**Exercise:** Reproduce each of the entries that follow, exactly.

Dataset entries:
◆ ◆ ◆ ◆ ◆ ◆ ◆

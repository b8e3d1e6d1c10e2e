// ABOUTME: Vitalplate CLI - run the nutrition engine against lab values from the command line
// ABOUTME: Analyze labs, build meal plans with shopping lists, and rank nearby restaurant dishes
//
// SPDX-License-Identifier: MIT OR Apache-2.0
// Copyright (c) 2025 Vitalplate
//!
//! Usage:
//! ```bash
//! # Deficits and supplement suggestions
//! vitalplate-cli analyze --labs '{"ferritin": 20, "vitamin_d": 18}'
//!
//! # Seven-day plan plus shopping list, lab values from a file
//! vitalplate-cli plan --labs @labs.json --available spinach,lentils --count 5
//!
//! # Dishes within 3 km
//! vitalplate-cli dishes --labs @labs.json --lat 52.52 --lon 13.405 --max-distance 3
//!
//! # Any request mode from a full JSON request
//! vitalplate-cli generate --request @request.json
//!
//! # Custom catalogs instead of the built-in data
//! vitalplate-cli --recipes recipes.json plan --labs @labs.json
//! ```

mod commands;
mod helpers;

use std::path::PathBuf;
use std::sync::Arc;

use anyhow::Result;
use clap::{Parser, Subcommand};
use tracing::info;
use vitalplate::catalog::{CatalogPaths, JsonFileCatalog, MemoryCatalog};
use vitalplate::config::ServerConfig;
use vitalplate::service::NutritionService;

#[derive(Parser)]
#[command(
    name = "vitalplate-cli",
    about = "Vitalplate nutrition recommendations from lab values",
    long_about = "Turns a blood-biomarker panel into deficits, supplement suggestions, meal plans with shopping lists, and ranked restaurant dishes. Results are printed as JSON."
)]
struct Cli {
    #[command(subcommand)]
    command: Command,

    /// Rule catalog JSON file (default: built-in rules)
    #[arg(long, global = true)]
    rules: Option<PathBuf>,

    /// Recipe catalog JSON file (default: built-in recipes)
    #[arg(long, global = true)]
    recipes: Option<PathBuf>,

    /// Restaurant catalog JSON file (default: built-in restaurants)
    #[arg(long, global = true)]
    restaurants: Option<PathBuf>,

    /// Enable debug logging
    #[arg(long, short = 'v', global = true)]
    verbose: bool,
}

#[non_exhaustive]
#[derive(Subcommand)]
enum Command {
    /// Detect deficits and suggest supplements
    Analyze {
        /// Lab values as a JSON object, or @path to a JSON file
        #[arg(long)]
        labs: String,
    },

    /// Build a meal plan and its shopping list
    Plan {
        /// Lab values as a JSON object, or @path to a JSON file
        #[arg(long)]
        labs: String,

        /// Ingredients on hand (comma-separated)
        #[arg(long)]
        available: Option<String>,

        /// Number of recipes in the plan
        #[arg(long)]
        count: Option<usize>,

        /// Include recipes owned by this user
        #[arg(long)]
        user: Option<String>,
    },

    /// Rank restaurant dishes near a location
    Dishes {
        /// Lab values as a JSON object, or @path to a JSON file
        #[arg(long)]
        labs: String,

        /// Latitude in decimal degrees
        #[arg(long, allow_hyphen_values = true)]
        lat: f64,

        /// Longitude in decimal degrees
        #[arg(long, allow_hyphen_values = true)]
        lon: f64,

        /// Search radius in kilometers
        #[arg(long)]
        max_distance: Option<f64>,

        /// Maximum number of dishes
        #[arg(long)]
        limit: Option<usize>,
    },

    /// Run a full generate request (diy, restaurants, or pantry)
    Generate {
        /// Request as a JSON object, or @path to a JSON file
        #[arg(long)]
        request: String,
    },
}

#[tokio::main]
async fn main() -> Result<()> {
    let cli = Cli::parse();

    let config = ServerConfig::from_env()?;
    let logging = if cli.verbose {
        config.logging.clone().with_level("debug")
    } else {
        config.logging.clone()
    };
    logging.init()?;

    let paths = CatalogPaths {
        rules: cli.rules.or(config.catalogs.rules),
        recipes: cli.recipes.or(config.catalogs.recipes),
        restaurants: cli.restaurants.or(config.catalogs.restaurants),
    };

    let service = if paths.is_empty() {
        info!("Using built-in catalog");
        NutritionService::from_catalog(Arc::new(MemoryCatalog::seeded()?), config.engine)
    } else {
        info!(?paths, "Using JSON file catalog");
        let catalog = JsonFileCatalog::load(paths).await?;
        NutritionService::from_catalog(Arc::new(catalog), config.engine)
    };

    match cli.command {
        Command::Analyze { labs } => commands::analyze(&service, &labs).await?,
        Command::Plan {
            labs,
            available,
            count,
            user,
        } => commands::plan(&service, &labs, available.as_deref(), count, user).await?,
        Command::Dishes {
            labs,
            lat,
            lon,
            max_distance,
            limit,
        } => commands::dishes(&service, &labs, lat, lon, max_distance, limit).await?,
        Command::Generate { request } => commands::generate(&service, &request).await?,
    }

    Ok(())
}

◆ ◆ ◆ ◆ ◆ ◆ ◆

**Solution:**
repository b8e3d1e6d1c10e2e
// ABOUTME: Vitalplate CLI - run the nutrition engine against lab values from the command line
// ABOUTME: Analyze labs, build meal plans with shopping lists, and rank nearby restaurant dishes
//
// SPDX-License-Identifier: MIT OR Apache-2.0
// Copyright (c) 2025 Vitalplate
//!
//! Usage:
//! ```bash
//! # Deficits and supplement suggestions
//! vitalplate-cli analyze --labs '{"ferritin": 20, "vitamin_d": 18}'
//!
//! # Seven-day plan plus shopping list, lab values from a file
//! vitalplate-cli plan --labs @labs.json --available spinach,lentils --count 5
//!
//! # Dishes within 3 km
//! vitalplate-cli dishes --labs @labs.json --lat 52.52 --lon 13.405 --max-distance 3
//!
//! # Any request mode from a full JSON request
//! vitalplate-cli generate --request @request.json
//!
//! # Custom catalogs instead of the built-in data
//! vitalplate-cli --recipes recipes.json plan --labs @labs.json
//! ```

mod commands;
mod helpers;

use std::path::PathBuf;
use std::sync::Arc;

use anyhow::Result;
use clap::{Parser, Subcommand};
use tracing::info;
use vitalplate::catalog::{CatalogPaths, JsonFileCatalog, MemoryCatalog};
use vitalplate::config::ServerConfig;
use vitalplate::service::NutritionService;

#[derive(Parser)]
#[command(
    name = "vitalplate-cli",
    about = "Vitalplate nutrition recommendations from lab values",
    long_about = "Turns a blood-biomarker panel into deficits, supplement suggestions, meal plans with shopping lists, and ranked restaurant dishes. Results are printed as JSON."
)]
struct Cli {
    #[command(subcommand)]
    command: Command,

    /// Rule catalog JSON file (default: built-in rules)
    #[arg(long, global = true)]
    rules: Option<PathBuf>,

    /// Recipe catalog JSON file (default: built-in recipes)
    #[arg(long, global = true)]
    recipes: Option<PathBuf>,

    /// Restaurant catalog JSON file (default: built-in restaurants)
    #[arg(long, global = true)]
    restaurants: Option<PathBuf>,

    /// Enable debug logging
    #[arg(long, short = 'v', global = true)]
    verbose: bool,
}

#[non_exhaustive]
#[derive(Subcommand)]
enum Command {
    /// Detect deficits and suggest supplements
    Analyze {
        /// Lab values as a JSON object, or @path to a JSON file
        #[arg(long)]
        labs: String,
    },

    /// Build a meal plan and its shopping list
    Plan {
        /// Lab values as a JSON object, or @path to a JSON file
        #[arg(long)]
        labs: String,

        /// Ingredients on hand (comma-separated)
        #[arg(long)]
        available: Option<String>,

        /// Number of recipes in the plan
        #[arg(long)]
        count: Option<usize>,

        /// Include recipes owned by this user
        #[arg(long)]
        user: Option<String>,
    },

    /// Rank restaurant dishes near a location
    Dishes {
        /// Lab values as a JSON object, or @path to a JSON file
        #[arg(long)]
        labs: String,

        /// Latitude in decimal degrees
        #[arg(long, allow_hyphen_values = true)]
        lat: f64,

        /// Longitude in decimal degrees
        #[arg(long, allow_hyphen_values = true)]
        lon: f64,

        /// Search radius in kilometers
        #[arg(long)]
        max_distance: Option<f64>,

        /// Maximum number of dishes
        #[arg(long)]
        limit: Option<usize>,
    },

    /// Run a full generate request (diy, restaurants, or pantry)
    Generate {
        /// Request as a JSON object, or @path to a JSON file
        #[arg(long)]
        request: String,
    },
}

#[tokio::main]
async fn main() -> Result<()> {
    let cli = Cli::parse();

    let config = ServerConfig::from_env()?;
    let logging = if cli.verbose {
        config.logging.clone().with_level("debug")
    } else {
        config.logging.clone()
    };
    logging.init()?;

    let paths = CatalogPaths {
        rules: cli.rules.or(config.catalogs.rules),
        recipes: cli.recipes.or(config.catalogs.recipes),
        restaurants: cli.restaurants.or(config.catalogs.restaurants),
    };

    let service = if paths.is_empty() {
        info!("Using built-in catalog");
        NutritionService::from_catalog(Arc::new(MemoryCatalog::seeded()?), config.engine)
    } else {
        info!(?paths, "Using JSON file catalog");
        let catalog = JsonFileCatalog::load(paths).await?;
        NutritionService::from_catalog(Arc::new(catalog), config.engine)
    };

    match cli.command {
        Command::Analyze { labs } => commands::analyze(&service, &labs).await?,
        Command::Plan {
            labs,
            available,
            count,
            user,
        } => commands::plan(&service, &labs, available.as_deref(), count, user).await?,
        Command::Dishes {
            labs,
            lat,
            lon,
            max_distance,
            limit,
        } => commands::dishes(&service, &labs, lat, lon, max_distance, limit).await?,
        Command::Generate { request } => commands::generate(&service, &request).await?,
    }

    Ok(())
}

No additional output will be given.